Sophocles' "Ajax" tells the story of the strongest warrior in the Greek army who, suffering from a "divine madness," or what we now call post-traumatic stress disorder, attempts to murder his commanding officers but enters into a dissociative state in which he slaughters harmless animals instead. When he awakens from his rage and sees what he has done, he takes his life, plunging upon his enemy's sword. The play also describes how Ajax's wife and fellow soldiers attempt to intervene and save him before it is too late.
"Philoctetes" depicts the isolation, resilience, recovery and reintegration of a soldier who is abandoned by his army on a desolate island for nine long years because of his mysterious illness. Philoctetes sustains a "wound that never heals" and is ostracized by his fellow soldiers after driving them away with the sounds of his cries. The story explores what it takes to get the wounded warrior off the island so that he can be reunited with his fellow soldiers and treated by the doctors who await him at Troy.
Both plays timelessly describe the impact of war on human beings, asking one fundamental question: How do we restore humanity to those who feel they have lost it?
Watching the soldier at Fort Stewart exit the auditorium last month, it suddenly seemed un-coincidental to me that the ancient plays that we were performing for the U.S. military during the ninth year of the war in Afghanistan and so many years into Iraq depicted what happened to the Greek armed forces during the ninth year of the Trojan War. Brig. Gen. Loree Sutton, the visionary leader who made our project possible, has said repeatedly of today's armed forces: "Never has so great a burden been placed upon the shoulders of so few on behalf of so many for so long."
We are not a nation at war. We are a nation with a volunteer army at war.
In two more years, the current conflicts will be among the longest in our nation's history. In a ritual act of purification and reintegration, the ancient Athenians gathered their citizen-soldiers each spring in the center of the city where they would, shoulder to shoulder, bear witness to the impact of war on humans through stories such as "Ajax" and "Philoctetes."

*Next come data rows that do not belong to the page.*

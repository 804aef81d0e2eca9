//! Request and response types exchanged with a BillingGate worker.
//!
//! [`PaymentPayload`] is both the plaintext sealed into redirect tokens and the
//! JSON body of `POST /api/payment`, so its serialised shape is part of the
//! wire contract: every field is always emitted, in declaration order, and
//! unset optionals are written as `null`.

use serde::{Deserialize, Serialize};
use serde_json::Value;
use url::Url;

use crate::error::{BillingGateError, Result};

// ---------------------------------------------------------------------------
// Payment payload
// ---------------------------------------------------------------------------

/// A payment request, immutable once built.
#[derive(Debug, Clone, PartialEq, Eq, Serialize, Deserialize)]
pub struct PaymentPayload {
    product_name: String,
    /// Amount in the unit agreed with the gateway (TWD for the hosted worker).
    amount: i64,
    source: String,
    callback_url: Option<String>,
    photo_url: Option<String>,
    query_path: Option<String>,
}

impl PaymentPayload {
    /// Build a payload from its required fields.
    pub fn new(product_name: impl Into<String>, amount: i64, source: impl Into<String>) -> Self {
        Self {
            product_name: product_name.into(),
            amount,
            source: source.into(),
            callback_url: None,
            photo_url: None,
            query_path: None,
        }
    }

    /// URL the worker notifies once the payment completes.
    pub fn with_callback_url(mut self, url: impl Into<String>) -> Self {
        self.callback_url = Some(url.into());
        self
    }

    /// Product image shown on the hosted payment page.
    pub fn with_photo_url(mut self, url: impl Into<String>) -> Self {
        self.photo_url = Some(url.into());
        self
    }

    /// Opaque path echoed back to the caller after payment.
    pub fn with_query_path(mut self, path: impl Into<String>) -> Self {
        self.query_path = Some(path.into());
        self
    }

    /// Name shown on the hosted payment page.
    pub fn product_name(&self) -> &str {
        &self.product_name
    }

    /// Amount to charge.
    pub fn amount(&self) -> i64 {
        self.amount
    }

    /// Identifier of the integrating system.
    pub fn source(&self) -> &str {
        &self.source
    }

    pub fn callback_url(&self) -> Option<&str> {
        self.callback_url.as_deref()
    }

    pub fn photo_url(&self) -> Option<&str> {
        self.photo_url.as_deref()
    }

    pub fn query_path(&self) -> Option<&str> {
        self.query_path.as_deref()
    }

    /// Check field presence and URL shape before the payload is sealed or sent.
    ///
    /// No business rules are applied to `amount`.
    ///
    /// # Errors
    ///
    /// Returns [`BillingGateError::InvalidPayload`] naming the first offending field.
    pub fn validate(&self) -> Result<()> {
        ensure_present(&self.product_name, "product_name")?;
        ensure_present(&self.source, "source")?;
        if let Some(u) = &self.callback_url {
            ensure_http_url(u, "callback_url")?;
        }
        if let Some(u) = &self.photo_url {
            ensure_http_url(u, "photo_url")?;
        }
        Ok(())
    }

    /// Canonical JSON bytes of this payload.
    pub fn to_json_bytes(&self) -> Result<Vec<u8>> {
        Ok(serde_json::to_vec(self)?)
    }
}

fn ensure_present(value: &str, field: &str) -> Result<()> {
    if value.trim().is_empty() {
        return Err(BillingGateError::InvalidPayload(format!(
            "{field} must not be empty"
        )));
    }
    Ok(())
}

fn ensure_http_url(value: &str, field: &str) -> Result<()> {
    let parsed = Url::parse(value).map_err(|e| {
        BillingGateError::InvalidPayload(format!("{field} is not a valid URL: {e}"))
    })?;
    match parsed.scheme() {
        "http" | "https" => Ok(()),
        other => Err(BillingGateError::InvalidPayload(format!(
            "{field} must use http or https, got {other}"
        ))),
    }
}

// ---------------------------------------------------------------------------
// Create-payment response
// ---------------------------------------------------------------------------

/// Successful response body for `POST /api/payment`.
#[derive(Debug, Clone, PartialEq, Eq, Serialize, Deserialize)]
pub struct PaymentResponse {
    /// Server-assigned transaction identifier.
    pub id: String,
    /// Hosted payment page the customer should be sent to.
    pub url: String,
}

// ---------------------------------------------------------------------------
// Verify response
// ---------------------------------------------------------------------------

/// Parsed result of `GET /api/verify`.
#[derive(Debug, Clone, Copy, PartialEq, Eq, Serialize, Deserialize)]
pub struct VerifyOutcome {
    /// Whether the transaction is paid and valid.
    pub valid: bool,
}

impl VerifyOutcome {
    /// Interpret a verify response body.
    ///
    /// Accepted shapes are a bare boolean, `{"valid": <bool>}`, and the
    /// strings `"true"` / `"false"`.
    ///
    /// # Errors
    ///
    /// Returns [`BillingGateError::Encoding`] for any other body.
    pub fn from_json(value: &Value) -> Result<Self> {
        let valid = match value {
            Value::Bool(b) => Some(*b),
            Value::Object(map) => map.get("valid").and_then(Value::as_bool),
            Value::String(s) => match s.as_str() {
                "true" => Some(true),
                "false" => Some(false),
                _ => None,
            },
            _ => None,
        };
        valid.map(|valid| Self { valid }).ok_or_else(|| {
            BillingGateError::encoding(format!("unexpected verify response: {value}"))
        })
    }
}

#[cfg(test)]
mod tests {
    use super::*;
    use serde_json::json;

    #[test]
    fn serialises_every_field_in_declared_order() {
        let p = PaymentPayload::new("Test", 600, "unit-test");
        let s = String::from_utf8(p.to_json_bytes().unwrap()).unwrap();
        assert_eq!(
            s,
            r#"{"product_name":"Test","amount":600,"source":"unit-test","callback_url":null,"photo_url":null,"query_path":null}"#
        );
    }

    #[test]
    fn builder_sets_optionals() {
        let p = PaymentPayload::new("Mug", 250, "shop")
            .with_callback_url("https://shop.example.com/cb")
            .with_query_path("order=42");
        assert_eq!(p.callback_url(), Some("https://shop.example.com/cb"));
        assert_eq!(p.photo_url(), None);
        assert_eq!(p.query_path(), Some("order=42"));
        assert!(p.validate().is_ok());
    }

    #[test]
    fn deserialise_tolerates_missing_optionals() {
        let p: PaymentPayload =
            serde_json::from_value(json!({"product_name": "A", "amount": 1, "source": "s"}))
                .unwrap();
        assert_eq!(p, PaymentPayload::new("A", 1, "s"));
    }

    #[test]
    fn validate_rejects_blank_required_fields() {
        let err = PaymentPayload::new("  ", 1, "s").validate().unwrap_err();
        assert!(err.to_string().contains("product_name"));
        let err = PaymentPayload::new("A", 1, "").validate().unwrap_err();
        assert!(err.to_string().contains("source"));
    }

    #[test]
    fn validate_rejects_non_http_urls() {
        let p = PaymentPayload::new("A", 1, "s").with_photo_url("ftp://files.example.com/a.png");
        assert!(matches!(p.validate(), Err(BillingGateError::InvalidPayload(_))));
        let p = PaymentPayload::new("A", 1, "s").with_callback_url("not a url");
        assert!(p.validate().is_err());
    }

    #[test]
    fn negative_amount_is_not_rejected() {
        assert!(PaymentPayload::new("Refund", -10, "s").validate().is_ok());
    }

    #[test]
    fn payment_response_ignores_extra_fields() {
        let r: PaymentResponse = serde_json::from_value(
            json!({"id": "tx_1", "url": "https://pay.example.com/p/tx_1", "status": "pending"}),
        )
        .unwrap();
        assert_eq!(r.id, "tx_1");
    }

    #[test]
    fn verify_outcome_accepts_known_shapes() {
        assert!(VerifyOutcome::from_json(&json!(true)).unwrap().valid);
        assert!(!VerifyOutcome::from_json(&json!(false)).unwrap().valid);
        assert!(VerifyOutcome::from_json(&json!({"valid": true})).unwrap().valid);
        assert!(!VerifyOutcome::from_json(&json!("false")).unwrap().valid);
    }

    #[test]
    fn verify_outcome_rejects_truthy_guesses() {
        for body in [json!(1), json!("yes"), json!(null), json!({"paid": true}), json!([])] {
            assert!(matches!(
                VerifyOutcome::from_json(&body),
                Err(BillingGateError::Encoding { .. })
            ));
        }
    }
}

Storytelling in the Western world was born from the need to hear and tell the soldier's story. Through stories, soldiers made meaning out of their traumatic experiences, healing themselves, restoring their humanity.
How will we as a nation answer the call to restore humanity to our warriors, veterans and military families as the wars in Iraq and Afghanistan rage on without a clear end in sight? Without humanity, none of this means anything.
The writer is a New York-based director and translator. In 2009, he co-founded, with producer Phyllis Kaufman, Theater of War Productions, a company that aims to use theater and community to inspire awareness and action.